Asda has launched an innovative project at its Stevenage tech store. The project is part of a series of trials that will connect the in-store experience. It will seek to harness insights gained through 207 in-store sensors. Allowing the supermarket to quickly detect issues like spillages, out of stock products, or the need to open more checkouts to manage queues.
Asda will use this technology to understand how it can make the in-store experience more convenient for colleagues and customers. The project has the potential to include other applications if there is demand for this.
In order to make this possible, the grocer has teamed up with Leeds-based Internet of Things (IoT) software provider, Hark and Manchester-based AI software provider, SeeChange. Asda will use Hark’s cloud-based platform to understand real-time data with analytics. It will give feedback on everything from on-shelf stock availability to pinch points in the store.
Asda using data to improve customer flow
Hark’s platform will help to analyse in-store behaviours and use the data to suggest ways to improve customer flow. Understand how shoppers interact with items and make improvements to the overall customer experience.
The company plans to integrate Hark’s platform with other devices and systems in-store. This includes electronic shelf edge labels and self-checkouts. Asda intends to further optimise the customer and colleague experience.

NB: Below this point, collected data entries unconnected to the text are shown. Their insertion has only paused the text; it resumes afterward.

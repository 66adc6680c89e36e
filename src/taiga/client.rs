use reqwest::StatusCode;
use secrecy::{ExposeSecret, Secret};
use url::Url;

use super::TaigaError;
use super::types::{IssueDto, ProjectDto};
use crate::filters::{Dimension, Filters};

const API_V1_PREFIX: &str = "api/v1/";

/// Thin client for the Taiga v1 REST API.
///
/// Owns a connection pool; cheap to clone. All calls are bearer-authed and
/// return wire DTOs — domain mapping happens in the engine.
#[derive(Debug, Clone)]
pub struct TaigaClient {
    client: reqwest::Client,
    api_base_url: Url,
}

impl TaigaClient {
    /// Build a client for the given instance base URL (e.g.
    /// `https://tree.taiga.io/`).
    ///
    /// # Errors
    ///
    /// Returns `TaigaError::Url` when the base URL cannot be parsed.
    pub fn new(base_url: &str) -> Result<Self, TaigaError> {
        // A base URL without a trailing slash would swallow its last path
        // segment in joins.
        let normalized = if base_url.ends_with('/') {
            base_url.to_owned()
        } else {
            format!("{base_url}/")
        };
        Ok(Self {
            client: reqwest::Client::new(),
            api_base_url: Url::parse(&normalized)?,
        })
    }

    fn build_url(&self, path: &str) -> Result<Url, TaigaError> {
        let full_path = format!("{API_V1_PREFIX}{path}");
        self.api_base_url.join(&full_path).map_err(Into::into)
    }

    /// Fetch one project's detail payload (including its catalogs).
    pub async fn get_project(
        &self,
        token: &Secret<String>,
        project_id: i64,
    ) -> Result<ProjectDto, TaigaError> {
        let url = self.build_url(&format!("projects/{project_id}"))?;
        tracing::debug!(%url, "fetching project detail");

        let response = self
            .client
            .get(url)
            .bearer_auth(token.expose_secret())
            .send()
            .await?;

        check_status(response.status(), "projects")?;
        Ok(response.json::<ProjectDto>().await?)
    }

    /// List issues matching the given query parameters.
    pub async fn list_issues(
        &self,
        token: &Secret<String>,
        query: &[(String, String)],
    ) -> Result<Vec<IssueDto>, TaigaError> {
        let url = self.build_url("issues")?;
        tracing::debug!(%url, params = query.len(), "fetching issues");

        let response = self
            .client
            .get(url)
            .query(query)
            .bearer_auth(token.expose_secret())
            .send()
            .await?;

        check_status(response.status(), "issues")?;
        Ok(response.json::<Vec<IssueDto>>().await?)
    }
}

fn check_status(status: StatusCode, context: &str) -> Result<(), TaigaError> {
    if status.is_success() {
        return Ok(());
    }
    if status == StatusCode::UNAUTHORIZED || status == StatusCode::FORBIDDEN {
        return Err(TaigaError::Unauthorized(status));
    }
    Err(TaigaError::Status {
        status,
        context: context.to_owned(),
    })
}

// ---------------------------------------------------------------------------
// Filters → query parameters
// ---------------------------------------------------------------------------

/// Translate a `Filters` snapshot into Taiga list-issues query parameters.
///
/// Each active dimension contributes one comma-joined parameter, prefixed
/// with `exclude_` when the dimension is in exclude mode. When no project
/// filter is active the query is pinned to the configured project ids so
/// the dashboard never pulls the whole instance.
pub fn filters_to_query(filters: &Filters, configured_projects: &[i64]) -> Vec<(String, String)> {
    let filters = filters.normalized();
    let mut query = Vec::new();

    for dimension in Dimension::ALL {
        let param = match dimension {
            Dimension::Project => "project",
            Dimension::Status => "status",
            Dimension::Assignee => "assigned_to",
            Dimension::Priority => "priority",
            Dimension::Severity => "severity",
            Dimension::Type => "type",
        };
        match filters.ids(dimension) {
            Some(ids) if !ids.is_empty() => {
                let name = if filters.exclude(dimension) {
                    format!("exclude_{param}")
                } else {
                    param.to_owned()
                };
                query.push((name, join_ids(ids)));
            }
            _ if dimension == Dimension::Project && !configured_projects.is_empty() => {
                query.push(("project".to_owned(), join_ids(configured_projects)));
            }
            _ => {}
        }
    }

    query
}

fn join_ids(ids: &[i64]) -> String {
    ids.iter()
        .map(ToString::to_string)
        .collect::<Vec<_>>()
        .join(",")
}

According to Charlotte Gidney, Asda’s Innovation Project Manager, “We want to create a frictionless in-store experience for customers. From the moment that they step into the store to the moment they leave. This explains why we are working with Hark and SeeChange to harness the power of their retail expertise. This will help us understand the best way to connect every element of the in-store journey.
“Initially the project will look at how customers are shopping in-store. Taking these learnings and working on key projects that will make the experience of shopping with Asda even more convenient.
“As we move to phase two of this exciting journey, we’ll look to evolve the technology. In addition, integrate this with our wider ecosystem. So, we can understand how the insight gained will benefit colleagues and customers.”
Jordan Appleson, Hark’s CEO & Co-founder says, “It’s exciting to be a part of Asda’s Stevenage digital transformation store. The project brings together powerful machine-vision and analytics and continues to be a pleasure for our team to work on.”
Enterprise Times: What this means for business.
Despite the UK high street being in a perpetual state of crisis, its good to hear that one of those staples of the high Street is innovating. Asda’s use of technology to make the in-store experience more convenient for customers is the only route of today’s retailers. With tight margins and supply chain issues, retailers, particularly grocers were almost forgiven for lack of investment in CX technology. So, at least one major supermarket is keen on building a modern, in-store experience for their staff and customers. This entails working with advanced vision and scenario recognition technology.
It is just surprising that autonomous retail is not more prominent. Any location where shoppers valued time and convenience should be ripe for such a technological change. It will be interesting to see how and where Asda’s competitors follow.